### PROBLEM TO WORK ON
Scan the data below for the string "target". Copy every line where it appears.

### RECORDS SUPPLIED
----------

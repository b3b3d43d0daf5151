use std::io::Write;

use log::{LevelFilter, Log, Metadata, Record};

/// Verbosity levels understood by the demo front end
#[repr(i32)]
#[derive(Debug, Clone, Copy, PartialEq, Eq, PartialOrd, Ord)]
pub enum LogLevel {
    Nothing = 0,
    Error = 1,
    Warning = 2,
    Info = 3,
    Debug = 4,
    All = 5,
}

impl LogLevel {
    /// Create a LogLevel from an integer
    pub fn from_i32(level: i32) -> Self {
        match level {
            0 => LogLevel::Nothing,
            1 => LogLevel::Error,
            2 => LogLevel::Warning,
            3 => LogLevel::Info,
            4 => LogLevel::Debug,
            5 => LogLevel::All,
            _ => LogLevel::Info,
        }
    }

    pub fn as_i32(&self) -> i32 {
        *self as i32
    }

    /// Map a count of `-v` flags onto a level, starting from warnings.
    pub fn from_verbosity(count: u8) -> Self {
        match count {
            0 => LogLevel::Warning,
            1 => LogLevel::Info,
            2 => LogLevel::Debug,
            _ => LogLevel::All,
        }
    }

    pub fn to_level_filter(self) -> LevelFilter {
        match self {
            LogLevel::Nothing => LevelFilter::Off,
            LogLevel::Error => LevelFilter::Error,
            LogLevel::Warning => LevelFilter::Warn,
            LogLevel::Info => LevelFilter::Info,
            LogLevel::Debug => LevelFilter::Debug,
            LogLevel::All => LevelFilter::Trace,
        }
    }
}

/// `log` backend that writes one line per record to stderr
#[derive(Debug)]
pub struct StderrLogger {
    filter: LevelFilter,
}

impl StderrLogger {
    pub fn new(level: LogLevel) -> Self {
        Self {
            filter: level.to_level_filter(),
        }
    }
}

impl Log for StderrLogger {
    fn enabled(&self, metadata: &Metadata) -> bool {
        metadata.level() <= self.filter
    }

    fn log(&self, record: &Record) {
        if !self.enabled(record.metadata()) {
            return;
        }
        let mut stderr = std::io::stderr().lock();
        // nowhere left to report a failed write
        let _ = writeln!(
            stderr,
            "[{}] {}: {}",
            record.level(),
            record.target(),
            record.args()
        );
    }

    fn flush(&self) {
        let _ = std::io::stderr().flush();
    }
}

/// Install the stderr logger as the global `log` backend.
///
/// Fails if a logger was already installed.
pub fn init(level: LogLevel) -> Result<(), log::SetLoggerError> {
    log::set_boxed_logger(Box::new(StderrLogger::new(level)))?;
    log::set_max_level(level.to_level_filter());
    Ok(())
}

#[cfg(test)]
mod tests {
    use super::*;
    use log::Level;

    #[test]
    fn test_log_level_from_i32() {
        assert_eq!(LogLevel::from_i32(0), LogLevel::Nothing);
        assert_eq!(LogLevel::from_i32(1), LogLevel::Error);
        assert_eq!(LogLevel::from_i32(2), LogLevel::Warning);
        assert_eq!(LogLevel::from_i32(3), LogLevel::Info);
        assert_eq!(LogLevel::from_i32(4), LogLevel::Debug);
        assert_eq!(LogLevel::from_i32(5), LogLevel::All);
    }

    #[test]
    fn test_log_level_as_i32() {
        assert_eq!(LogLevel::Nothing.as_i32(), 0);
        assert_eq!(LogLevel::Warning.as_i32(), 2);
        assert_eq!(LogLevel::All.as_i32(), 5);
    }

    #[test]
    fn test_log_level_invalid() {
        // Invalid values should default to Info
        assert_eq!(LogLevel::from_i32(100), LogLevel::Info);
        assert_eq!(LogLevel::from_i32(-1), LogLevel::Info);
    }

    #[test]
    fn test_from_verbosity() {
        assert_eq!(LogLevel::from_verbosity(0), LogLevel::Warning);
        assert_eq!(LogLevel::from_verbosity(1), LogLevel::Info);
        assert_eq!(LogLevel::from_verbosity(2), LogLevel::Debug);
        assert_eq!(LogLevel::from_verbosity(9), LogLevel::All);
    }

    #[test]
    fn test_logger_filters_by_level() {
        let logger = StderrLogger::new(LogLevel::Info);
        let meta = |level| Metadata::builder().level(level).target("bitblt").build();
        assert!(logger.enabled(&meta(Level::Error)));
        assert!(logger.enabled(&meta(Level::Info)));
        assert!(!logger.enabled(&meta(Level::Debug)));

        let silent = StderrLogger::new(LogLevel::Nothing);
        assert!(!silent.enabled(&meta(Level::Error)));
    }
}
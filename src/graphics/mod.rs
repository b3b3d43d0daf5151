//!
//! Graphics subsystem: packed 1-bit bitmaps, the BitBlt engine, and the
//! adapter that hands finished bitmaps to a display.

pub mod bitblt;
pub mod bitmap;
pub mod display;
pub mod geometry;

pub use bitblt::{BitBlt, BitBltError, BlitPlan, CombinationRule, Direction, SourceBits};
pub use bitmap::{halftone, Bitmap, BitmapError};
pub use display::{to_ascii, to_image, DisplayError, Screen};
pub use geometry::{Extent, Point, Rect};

----------

### ANSWER TO THIS PROBLEM
            record.target(),
        let meta = |level| Metadata::builder().level(level).target("bitblt").build();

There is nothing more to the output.